Archaeological:
- PIE expansions into the European Balkans align perfectly with the proposed date of the (real) Proto-Anatolian language, 3000-4000 BC:
>4500-4100 BC, Suvorovo Culture in Ukraine & Romania
>4000-3200 BC, Cernavoda Culture in Romania & Bulgaria
>3300-2700 BC, Ezero Culture in Bulgaria with affinities to Troy I (Early Bronze Age) in Northwestern Anatolia
- There is no evidence of Indo-European culture south of the Caucasus before PIE-type genetics arose in Europe during the Eneolithic (5000-6000 BC).
Genetic:
- Harvard Lab only published a handful of samples from Western Anatolia during the Bronze Age, the most obvious entry point for Indo-European peoples.
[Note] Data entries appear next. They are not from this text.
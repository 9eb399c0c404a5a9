//! Graph store client and graph retrieval agent
//!
//! The legal knowledge graph holds `Norm`, `Case`, `Doctrine`, and
//! `Contribution` nodes linked to `Concept` nodes. The same client serves
//! preprocessing enrichment and the graph agent; queries are parameterized
//! Cypher, never string-built from user input.

use crate::{RetrievalAgent, RetrievalSnapshot};
use async_trait::async_trait;
use lexflow_core::{
    AgentInvocation, AgentKind, AgentResult, BackendError, EnrichedContext, EnrichedItem,
    IntentTag, LexflowError, LexflowResult, RetrievalHit, SourceTag,
};
use neo4rs::{Graph, Query};
use std::sync::Arc;
use std::time::{Duration, Instant};

fn graph_err(e: impl std::fmt::Display) -> LexflowError {
    LexflowError::Backend(BackendError::GraphUnavailable {
        reason: e.to_string(),
    })
}

// ============================================================================
// GRAPH CLIENT
// ============================================================================

/// Connection handle to the legal knowledge graph.
///
/// neo4rs pools bolt connections internally; the handle is cheap to clone
/// and shared between enrichment and the graph agent.
#[derive(Clone)]
pub struct GraphClient {
    graph: Arc<Graph>,
}

impl GraphClient {
    /// Connect to the graph store.
    pub async fn connect(uri: &str, user: &str, password: &str) -> LexflowResult<Self> {
        let graph = Graph::new(uri, user, password).await.map_err(graph_err)?;
        Ok(Self {
            graph: Arc::new(graph),
        })
    }

    /// Round-trip probe for health reporting. Returns latency in ms.
    pub async fn ping(&self) -> LexflowResult<i64> {
        let started = Instant::now();
        let mut rows = self
            .graph
            .execute(Query::new("RETURN 1 AS one".to_string()))
            .await
            .map_err(graph_err)?;
        let _ = rows.next().await.map_err(graph_err)?;
        Ok(started.elapsed().as_millis() as i64)
    }

    async fn fetch_items(
        &self,
        cypher: &str,
        keys: &[String],
        limit: i64,
        source: SourceTag,
    ) -> LexflowResult<Vec<EnrichedItem>> {
        let query = Query::new(cypher.to_string())
            .param("keys", keys.to_vec())
            .param("limit", limit);

        let mut rows = self.graph.execute(query).await.map_err(graph_err)?;
        let mut items = Vec::new();

        while let Some(row) = rows.next().await.map_err(graph_err)? {
            let source_id: String = row.get("id").map_err(graph_err)?;
            let citation: String = row.get("citation").map_err(graph_err)?;
            let summary: String = row.get("summary").map_err(graph_err)?;
            let confidence: f64 = row.get("confidence").map_err(graph_err)?;

            items.push(EnrichedItem {
                source_id,
                citation,
                summary,
                source,
                confidence: (confidence as f32).clamp(0.0, 1.0),
            });
        }

        Ok(items)
    }

    /// Norms related to the given entity keys.
    pub async fn related_norms(
        &self,
        keys: &[String],
        limit: i64,
    ) -> LexflowResult<Vec<EnrichedItem>> {
        self.fetch_items(
            "MATCH (n:Norm)-[:ABOUT]->(c:Concept)
             WHERE c.name IN $keys OR n.citation IN $keys
             RETURN n.id AS id, n.citation AS citation,
                    coalesce(n.summary, '') AS summary,
                    coalesce(n.weight, 0.8) AS confidence
             ORDER BY confidence DESC LIMIT $limit",
            keys,
            limit,
            SourceTag::Normattiva,
        )
        .await
    }

    /// Case law related to the given entity keys.
    pub async fn related_case_law(
        &self,
        keys: &[String],
        limit: i64,
    ) -> LexflowResult<Vec<EnrichedItem>> {
        self.fetch_items(
            "MATCH (k:Case)-[:INTERPRETS]->(n:Norm)-[:ABOUT]->(c:Concept)
             WHERE c.name IN $keys OR n.citation IN $keys
             RETURN k.id AS id, k.citation AS citation,
                    coalesce(k.holding, '') AS summary,
                    coalesce(k.weight, 0.7) AS confidence
             ORDER BY confidence DESC LIMIT $limit",
            keys,
            limit,
            SourceTag::Cassazione,
        )
        .await
    }

    /// Doctrine related to the given entity keys.
    pub async fn related_doctrine(
        &self,
        keys: &[String],
        limit: i64,
    ) -> LexflowResult<Vec<EnrichedItem>> {
        self.fetch_items(
            "MATCH (d:Doctrine)-[:DISCUSSES]->(c:Concept)
             WHERE c.name IN $keys
             RETURN d.id AS id, d.citation AS citation,
                    coalesce(d.thesis, '') AS summary,
                    coalesce(d.weight, 0.6) AS confidence
             ORDER BY confidence DESC LIMIT $limit",
            keys,
            limit,
            SourceTag::Doctrine,
        )
        .await
    }

    /// Community contributions related to the given entity keys.
    pub async fn community_contributions(
        &self,
        keys: &[String],
        limit: i64,
    ) -> LexflowResult<Vec<EnrichedItem>> {
        self.fetch_items(
            "MATCH (k:Contribution)-[:ABOUT]->(c:Concept)
             WHERE c.name IN $keys
             RETURN k.id AS id, coalesce(k.title, k.id) AS citation,
                    coalesce(k.body, '') AS summary,
                    coalesce(k.consensus, 0.5) AS confidence
             ORDER BY confidence DESC LIMIT $limit",
            keys,
            limit,
            SourceTag::Community,
        )
        .await
    }

    /// Concepts among the given keys that the graph flags as controversial.
    pub async fn controversy_flags(&self, keys: &[String]) -> LexflowResult<Vec<String>> {
        let query = Query::new(
            "MATCH (c:Concept)
             WHERE c.name IN $keys AND c.controversial = true
             RETURN c.name AS name"
                .to_string(),
        )
        .param("keys", keys.to_vec());

        let mut rows = self.graph.execute(query).await.map_err(graph_err)?;
        let mut flags = Vec::new();
        while let Some(row) = rows.next().await.map_err(graph_err)? {
            let name: String = row.get("name").map_err(graph_err)?;
            flags.push(name);
        }
        Ok(flags)
    }

    /// Enrich a query's context, with the category emphasis chosen per
    /// intent. Each intent maps to a distinct query shape.
    pub async fn enrich(
        &self,
        intent: IntentTag,
        keys: &[String],
        limit: i64,
    ) -> LexflowResult<EnrichedContext> {
        let mut context = EnrichedContext::default();
        if keys.is_empty() {
            return Ok(context);
        }

        match intent {
            IntentTag::NormSearch => {
                context.norms = self.related_norms(keys, limit).await?;
                context.case_law = self.related_case_law(keys, limit / 2).await?;
            }
            IntentTag::Interpretation => {
                context.norms = self.related_norms(keys, limit).await?;
                context.doctrine = self.related_doctrine(keys, limit).await?;
                context.case_law = self.related_case_law(keys, limit / 2).await?;
            }
            IntentTag::ComplianceCheck => {
                context.norms = self.related_norms(keys, limit).await?;
                context.case_law = self.related_case_law(keys, limit).await?;
            }
            IntentTag::DocumentDrafting => {
                context.norms = self.related_norms(keys, limit).await?;
                context.doctrine = self.related_doctrine(keys, limit / 2).await?;
            }
            IntentTag::RiskSpotting => {
                context.case_law = self.related_case_law(keys, limit).await?;
                context.norms = self.related_norms(keys, limit / 2).await?;
            }
            IntentTag::Unknown => {
                context.norms = self.related_norms(keys, limit / 2).await?;
                context.case_law = self.related_case_law(keys, limit / 2).await?;
                context.doctrine = self.related_doctrine(keys, limit / 2).await?;
            }
        }

        context.community = self.community_contributions(keys, limit / 2).await?;
        context.controversy_flags = self.controversy_flags(keys).await?;
        Ok(context)
    }

    /// Full-text search used by the graph agent.
    pub async fn search(&self, terms: &[String], limit: i64) -> LexflowResult<Vec<RetrievalHit>> {
        let query = Query::new(
            "CALL db.index.fulltext.queryNodes('legal_sources', $needle)
             YIELD node, score
             RETURN node.id AS id, node.citation AS citation,
                    coalesce(node.summary, node.holding, node.body, '') AS snippet,
                    labels(node)[0] AS category, score
             LIMIT $limit"
                .to_string(),
        )
        .param("needle", terms.join(" OR "))
        .param("limit", limit);

        let mut rows = self.graph.execute(query).await.map_err(graph_err)?;
        let mut hits = Vec::new();
        let mut max_score: f64 = 0.0;

        let mut raw: Vec<(String, String, String, String, f64)> = Vec::new();
        while let Some(row) = rows.next().await.map_err(graph_err)? {
            let id: String = row.get("id").map_err(graph_err)?;
            let citation: String = row.get("citation").map_err(graph_err)?;
            let snippet: String = row.get("snippet").map_err(graph_err)?;
            let category: String = row.get("category").map_err(graph_err)?;
            let score: f64 = row.get("score").map_err(graph_err)?;
            max_score = max_score.max(score);
            raw.push((id, citation, snippet, category, score));
        }

        for (id, citation, snippet, category, score) in raw {
            // Lucene scores are unbounded; normalize against the best hit
            let relevance = if max_score > 0.0 {
                (score / max_score) as f32
            } else {
                0.0
            };
            hits.push(RetrievalHit {
                source_id: id,
                citation,
                snippet,
                relevance,
                metadata: serde_json::json!({ "category": category }),
            });
        }

        Ok(hits)
    }
}

impl std::fmt::Debug for GraphClient {
    fn fmt(&self, f: &mut std::fmt::Formatter<'_>) -> std::fmt::Result {
        f.debug_struct("GraphClient").finish()
    }
}

// ============================================================================
// GRAPH AGENT
// ============================================================================

/// Map a graph node label to its source tag.
fn category_source(category: &str) -> SourceTag {
    match category {
        "Case" => SourceTag::Cassazione,
        "Doctrine" => SourceTag::Doctrine,
        "Contribution" => SourceTag::Community,
        _ => SourceTag::Normattiva,
    }
}

/// Retrieval agent over the knowledge graph.
pub struct GraphAgent {
    client: GraphClient,
    timeout: Duration,
}

impl GraphAgent {
    pub fn new(client: GraphClient, timeout: Duration) -> Self {
        Self { client, timeout }
    }
}

#[async_trait]
impl RetrievalAgent for GraphAgent {
    fn kind(&self) -> AgentKind {
        AgentKind::Graph
    }

    fn timeout(&self) -> Duration {
        self.timeout
    }

    async fn run(
        &self,
        snapshot: &RetrievalSnapshot,
        invocation: &AgentInvocation,
    ) -> LexflowResult<AgentResult> {
        let mut terms = invocation.query_rewrites.clone();
        if terms.is_empty() {
            terms.push(snapshot.query_text.clone());
        }

        let mut hits = self.client.search(&terms, invocation.top_k as i64).await?;
        hits.sort_by(|a, b| b.relevance.total_cmp(&a.relevance));
        hits.truncate(invocation.top_k as usize);

        // Label the result with the dominant category of its hits
        let source = hits
            .iter()
            .filter_map(|h| h.metadata.get("category").and_then(|c| c.as_str()))
            .fold(std::collections::HashMap::new(), |mut acc, c| {
                *acc.entry(category_source(c)).or_insert(0usize) += 1;
                acc
            })
            .into_iter()
            .max_by_key(|(tag, count)| (*count, std::cmp::Reverse(tag.as_db_str())))
            .map(|(tag, _)| tag)
            .unwrap_or(SourceTag::Normattiva);

        Ok(AgentResult {
            agent: AgentKind::Graph,
            source,
            hits,
            latency_ms: 0,
            error: None,
        })
    }
}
This is by no means a representative sample size.
- Their method of “proving” the lack of PIE ancestry in Anatolia was a terrible four-way admixture model that used Eastern European Hunter-Gatherers as a source instead of Yamnaya.
- They should have used an admixed Yamnaya + Early European Farmer sample from the Balkans, which would accurately represent the genetic makeup of Proto-Anatolians.
- It takes 7 generations (150-200 years) of ethnic/racial intermixing for autosomal DNA to get “washed out” to less than 1%. So, if Indo-European languages were spread in Anatolia via elite conquest, rather than mass migration, PIE ancestry could have been diluted pretty quickly, while the language and culture remained.
- That being said, clear PIE ancestry has been found in a Bronze Age sample from Kaman-Kalehöyük, which was not mentioned in the study. Moreover, low amounts of EHG ancestry was detected in Anatolia in this study.
- Haplogroup I2a1b1a2 was found in Bronze Age Western Anatolia. This haplogroup was common among Bulgarian Yamnaya and the aforementioned Ezero culture, situated on the doorstep of Anatolia. Fascinatingly, the study also neglected to mention this fact.